Oggi la Chiesa cattolica celebra Sant’Antonio Abate. Nato attorno al 251 a Qumans, morì, ultracentenario, il 17 gennaio del 357, presso il deserto della Tebaide. Noto anche come Sant’Antonio il Grande,sant’Antonio d’Egitto, sant’Antonio del Deserto,sant’Antonio l’Anacoreta è considerato il fondatore del monachesimo cristiano. Figlio di agricoltori benestanti cristiani, rimasto orfano a 20 anni, una volta donati i suoi beni ai poveri e affidata la sorella ad una comunità femminile seguì la chiamata di Dio e decise di seguire le orme degli anacoreti, andando a vivere in solitudine nel deserto attorno alla città in povertà, castità e preghiera.

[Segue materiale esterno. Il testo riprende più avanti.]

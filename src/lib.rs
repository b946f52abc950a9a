//! Flagscan - a small command-line flag tokenizer
//!
//! Flagscan classifies raw argv tokens as short flags, long flags, inline
//! values or standalone arguments, and matches them against a declared flag
//! schema with per-flag arity bounds. It also provides a lookup table over
//! `KEY=VALUE` environment entries.

// Public modules
pub mod cli;
pub mod config;
pub mod env;
pub mod error;
pub mod parser;

// Re-export commonly used types
pub use env::EnvironmentTable;
pub use error::{EnvError, FlagscanError, ParseError, QueryError, Result};
pub use parser::{ArgumentParser, FlagId, FlagSpec, ParseResult, StandaloneFlag};

/// Current version of flagscan
pub const VERSION: &str = env!("CARGO_PKG_VERSION");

Quando ebbe la visione di un eremita che pregava intrecciando una corda, capì che, oltre che alla preghiera si sarebbe dovuto dedicare ad un’attività pratica. Con il frutto del suo lavoro si manteneva a poteva fare la carità ai poveri. Incerto se stesse seguendo la strada giusta o meno, si consultò con altri eremiti che gli suggerirono di continuare. Quando, per isolarsi ulteriormente dal mondo si chiuse in una tomba scavata nella roccia, pare che venne attaccato dal demonio che lo colpì fino a fargli perdere conoscenza. Portato nella chiesa locale, si riprese e decise di spostarsi sul monte Pispir, nei pressi del Mar Rosso, dove si trovava una fortezza romana abbandonata. Qui visse per 20 anni, cibandosi unicamente del pane che gli veniva calato due volte l’anno. In questo periodo furono in molti a voler viver assieme a lui. Una volta liberato dalla sua prigionia volontaria, si dedicò agli esorcismi e alle guarigioni. I suoi seguaci si diressero a oriente e occidente del fiume Nilo. Vivevano in eremitaggio, ma insieme, sotto la guida di un padre superiore. Sant’Ilarione, dopo aver fatto visita ad Antonio e averli chiesto consigli su come dar vita ad una comunità di monaci, fondò a Gaza il primo monastero della cristianità. Nel 311 si spostò ad Alessandria per sostenere i cristiani tormentati dalle persecuzioni dell’imperatore Massimino Daia. Egli, personalmente, tuttavia, non le patì, grazia anche alla lettera che il suo amico Atanasio scrisse all’imperatore Costantino chiedendogli di intercedere per lui.
Antonio, una volta tornata la pace dopo l’editto di Costantino, visse gli ultimi anni sostenendo la lotta di Atanasio contro l’eresia ariana. Trascorse gli ultimi tempo nel deserto della Tebaide, coltivando un piccolo orto.